Martin described some of what he called “basic correction 101″ problems at Rikers:

“Staff has failed to secure doors that must be secured, failed to control movement, and we’ve seen too often officers and staff literally absconding from their posts,” he said.

Correction officials need to fix hundreds of cell doors and beef up monitoring of security cameras, Martin told Judge Laura Taylor Swain, a Manhattan federal judge who is overseeing the consent decree in a federal court case brought in 2014 that alleged brutality by Rikers staff.

Martin also proposed the hiring of an outside security consultant, and a search for new prospective supervisors from outside Rikers’ current uniformed staff.

The Legal Aid Society and the U.S. Attorney’s office pushed Swain to immediately order the city to comply with those recommendations, saying that the city’s failure to follow the monitor’s recommendations long predates the recent crisis.

“There’s ample evidence in the record to support the imposition of those remedies,” said Assistant U.S. Attorney Jeffrey Powell. “They are narrowly drawn to address the noncompliance and to address the use of force.”

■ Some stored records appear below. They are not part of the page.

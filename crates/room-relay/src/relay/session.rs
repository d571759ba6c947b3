//! Session relay state machine.
//!
//! `SessionRelay` owns the active room, the participant registry and the
//! join-attempt counter. It applies SDK events and device commands and
//! returns the notification to publish, if any. It does no I/O of its own
//! beyond calls on the active [`RoomSession`]; the actor drives it.
//!
//! Every event that names a room is checked against the active room before it
//! mutates anything. Events for any other room are logged and dropped.

use super::messages::{RelayNotification, RelayState};
use super::registry::ParticipantRegistry;
use crate::sdk::{JoinRequest, RemoteParticipant, RoomSession};
use crate::settings::MediaPreferences;
use common::secret::SecretString;
use common::types::{AttemptId, ParticipantAddress, RoomId, SurfaceId};
use std::sync::Arc;
use tracing::{debug, info, warn};

pub struct SessionRelay {
    registry: ParticipantRegistry,
    active: Option<Arc<dyn RoomSession>>,
    /// Attempt whose completion may still activate a room.
    pending_attempt: Option<AttemptId>,
    last_attempt: AttemptId,
    preferences: MediaPreferences,
}

impl SessionRelay {
    #[must_use]
    pub fn new(preferences: MediaPreferences) -> Self {
        Self {
            registry: ParticipantRegistry::new(),
            active: None,
            pending_attempt: None,
            last_attempt: AttemptId(0),
            preferences,
        }
    }

    pub fn set_preferences(&mut self, preferences: MediaPreferences) {
        self.preferences = preferences;
    }

    #[must_use]
    pub fn registry(&self) -> &ParticipantRegistry {
        &self.registry
    }

    #[must_use]
    pub fn active_room(&self) -> Option<RoomId> {
        self.active.as_ref().map(|s| s.room_id())
    }

    /// Issue a new attempt and build the request for it.
    ///
    /// Any attempt still in flight is superseded.
    pub fn begin_join(
        &mut self,
        host: String,
        token: SecretString,
        display_name: String,
        audio: bool,
        video: bool,
    ) -> JoinRequest {
        let attempt = self.last_attempt.next();
        self.last_attempt = attempt;
        if let Some(previous) = self.pending_attempt.replace(attempt) {
            debug!(target: "relay.actor", %previous, %attempt, "Join attempt superseded");
        }

        JoinRequest {
            attempt,
            host,
            token,
            display_name,
            audio,
            video,
            hd_video: self.preferences.hd_video,
            codec: self.preferences.codec,
            topology: self.preferences.topology,
            scale_down_video: self.preferences.scale_down_video,
            monitor_qos: self.preferences.monitor_qos,
        }
    }

    /// The SDK refused `attempt` outright.
    pub fn join_rejected(&mut self, attempt: AttemptId, reason: String) -> RelayNotification {
        if self.pending_attempt == Some(attempt) {
            self.pending_attempt = None;
        }
        RelayNotification::JoinFailed { attempt, reason }
    }

    pub fn room_initialized(
        &mut self,
        attempt: AttemptId,
        session: Arc<dyn RoomSession>,
    ) -> Option<RelayNotification> {
        let room_id = session.room_id();

        if self.pending_attempt != Some(attempt) {
            info!(
                target: "relay.actor",
                %attempt,
                room_id = %room_id,
                "Room initialized for a superseded attempt, leaving it"
            );
            session.leave();
            return None;
        }
        self.pending_attempt = None;

        if let Some(previous) = self.active.take() {
            if previous.room_id() != room_id {
                info!(
                    target: "relay.actor",
                    previous = %previous.room_id(),
                    room_id = %room_id,
                    "Replacing active room"
                );
                previous.leave();
            }
        }

        self.registry.reset();
        for participant in session.remote_participants() {
            self.register(session.as_ref(), &participant);
        }

        info!(
            target: "relay.actor",
            room_id = %room_id,
            participants = self.registry.len(),
            "Room joined"
        );

        let name = session.name();
        self.active = Some(session);

        Some(RelayNotification::RoomJoined {
            room_id,
            name,
            participants: self.registry.list().to_vec(),
        })
    }

    pub fn room_init_error(
        &mut self,
        attempt: AttemptId,
        reason: String,
    ) -> Option<RelayNotification> {
        if self.pending_attempt != Some(attempt) {
            debug!(target: "relay.actor", %attempt, "Dropping failure of a superseded attempt");
            return None;
        }
        warn!(target: "relay.actor", %attempt, reason = %reason, "Join attempt failed");
        self.pending_attempt = None;
        Some(RelayNotification::JoinFailed { attempt, reason })
    }

    pub fn room_left(&mut self, room_id: &RoomId) -> Option<RelayNotification> {
        self.guard(room_id, "room_left")?;

        self.active = None;
        self.registry.reset();
        info!(target: "relay.actor", room_id = %room_id, "Room left");
        Some(RelayNotification::RoomLeft {
            room_id: room_id.clone(),
        })
    }

    /// Register a participant who joined the active room.
    ///
    /// Publishes nothing when the address is already registered, so
    /// observers see exactly one `ParticipantJoined` per registry entry.
    pub fn participant_joined(
        &mut self,
        room_id: &RoomId,
        participant: &RemoteParticipant,
    ) -> Option<RelayNotification> {
        let session = self.guard(room_id, "participant_joined")?;
        self.register(session.as_ref(), participant)?;

        let entry = self.registry.get(&participant.address)?.clone();
        debug!(
            target: "relay.actor",
            address = %entry.address,
            surface = %entry.surface,
            "Participant joined"
        );
        Some(RelayNotification::ParticipantJoined { participant: entry })
    }

    /// Drop a participant who left the active room.
    ///
    /// Publishes nothing when the address was not registered. Every
    /// `ParticipantLeft` therefore pairs with an earlier `ParticipantJoined`
    /// or a `RoomJoined` seed.
    pub fn participant_left(
        &mut self,
        room_id: &RoomId,
        participant: &RemoteParticipant,
    ) -> Option<RelayNotification> {
        self.guard(room_id, "participant_left")?;

        let entry = self.registry.remove(&participant.address)?;
        debug!(target: "relay.actor", address = %entry.address, "Participant left");
        Some(RelayNotification::ParticipantLeft { participant: entry })
    }

    pub fn local_stream_updated(&mut self, room_id: &RoomId) -> Option<RelayNotification> {
        self.guard(room_id, "local_stream_updated")?;
        debug!(target: "relay.actor", room_id = %room_id, "Local stream updated");
        Some(RelayNotification::LocalStreamUpdated {
            room_id: room_id.clone(),
        })
    }

    pub fn remote_stream_updated(
        &mut self,
        room_id: &RoomId,
        address: &ParticipantAddress,
    ) -> Option<RelayNotification> {
        let session = self.guard(room_id, "remote_stream_updated")?;

        let surface = self.registry.get(address).map(|entry| entry.surface);
        if let Some(surface) = surface {
            session.set_remote_video_surface(address, surface);
        }
        debug!(target: "relay.actor", address = %address, ?surface, "Remote stream updated");
        Some(RelayNotification::RemoteStreamUpdated {
            address: address.clone(),
            surface,
        })
    }

    pub fn message_received(
        &mut self,
        room_id: &RoomId,
        from: &ParticipantAddress,
        text: String,
    ) -> Option<RelayNotification> {
        self.guard(room_id, "message_received")?;
        Some(RelayNotification::MessageReceived {
            from: from.clone(),
            text,
        })
    }

    /// Bring mute to `muted`. Returns the resulting state, `None` without a room.
    pub fn set_mute_status(&mut self, muted: bool) -> Option<bool> {
        let session = self.active.as_ref()?;
        if session.is_muted() != muted {
            session.toggle_mute();
        }
        Some(session.is_muted())
    }

    pub fn set_speaker(&mut self, on: bool) -> Option<bool> {
        let session = self.active.as_ref()?;
        if session.is_speaker_on() != on {
            session.toggle_speaker();
        }
        Some(session.is_speaker_on())
    }

    pub fn set_video_enabled(&mut self, enabled: bool) -> Option<bool> {
        let session = self.active.as_ref()?;
        if session.has_video() != enabled {
            session.toggle_video(session.has_hd_video());
        }
        Some(session.has_video())
    }

    /// Returns `false` when there is no active room.
    pub fn switch_camera(&mut self) -> bool {
        match &self.active {
            Some(session) => {
                session.switch_camera();
                true
            }
            None => false,
        }
    }

    pub fn set_local_video_surface(&mut self) -> Option<SurfaceId> {
        let session = self.active.clone()?;
        let surface = self.registry.allocate_surface();
        session.set_local_video_surface(surface);
        Some(surface)
    }

    /// Leave the active room and forget it right away.
    ///
    /// The pending attempt is invalidated too, so a join still in flight
    /// cannot activate a room after the user asked to leave.
    pub fn leave_room(&mut self) -> Option<RoomId> {
        self.pending_attempt = None;
        self.registry.reset();

        let session = self.active.take()?;
        let room_id = session.room_id();
        session.leave();
        info!(target: "relay.actor", room_id = %room_id, "Leaving room");
        Some(room_id)
    }

    #[must_use]
    pub fn state(&self) -> RelayState {
        RelayState {
            room_id: self.active_room(),
            room_name: self.active.as_ref().and_then(|s| s.name()),
            pending_attempt: self.pending_attempt,
            participants: self.registry.list().to_vec(),
        }
    }

    /// Active session, if `room_id` names it.
    fn guard(&self, room_id: &RoomId, event: &'static str) -> Option<Arc<dyn RoomSession>> {
        match &self.active {
            Some(session) if session.room_id() == *room_id => Some(Arc::clone(session)),
            Some(session) => {
                debug!(
                    target: "relay.actor",
                    event,
                    room_id = %room_id,
                    active = %session.room_id(),
                    "Discarding event for inactive room"
                );
                None
            }
            None => {
                debug!(target: "relay.actor", event, room_id = %room_id, "Discarding event, no active room");
                None
            }
        }
    }

    fn register(
        &mut self,
        session: &dyn RoomSession,
        participant: &RemoteParticipant,
    ) -> Option<SurfaceId> {
        let surface = self.registry.add(participant)?;
        // Bound up front: a stream that starts later may never report an update.
        session.set_remote_video_surface(&participant.address, surface);
        Some(surface)
    }
}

In a letter filed with the court Thursday night, Martin reported that uses of force on detainees jumped last month by 171% — to 190 in August 2021, up from 70 in August 2020 — and was centered in the intake sections where the Correction officials have let detainees fester without a bed for a week or more.

Meanwhile, stabbings and slashings jumped to 39 in August 2021, from seven in August 2020, Martin’s team reported.

And since December, 12 detainees have died on Rikers including by suicide, while self-harm incidents have skyrocketed.

“This is an urgent matter of life and death and it needs immediate intervention today,” said Mary Lynne Werlwas, director of Legal Aid’s Prisoners Rights Project.

Kimberly Joyce, the city’s lawyer, detailed an array of actions Mayor de Blasio’s administration has ordered to address the crisis. She said the city needs more time to review the recommendations, but balked at the hiring someone outside the Department of Correction to run security.

“We have serious concerns with bringing in an external consultant to do security,” Joyce said.

Swain gave the parties four days to work out an agreement on fixing Rikers’ problems.

“These are immediately and pressing problems,” the judge said. “It is absolutely unacceptable not to intervene in observed self-harm behavior.”

Correction officials have said they are in the process of speeding up processing of incoming inmates, which should reduce the number of detainees held in fetid holding cells.

They also say they are increasing access to medical treatment, leaning on staff to return to work, and lessening the population through limited releases and moving sentenced inmates upstate.

But Martin claimed in the letter correction officials “rebuffed” his team’s pleas over the past month to improve security.

“I have not heard a single concrete response from DOC to date as to how they are going to address these security issues,” Martin said in the hearing. “That this should have to come from the monitor speaks for itself about that agency. This is such a redline, where encouragement is not an issue. It’s a compelling need.”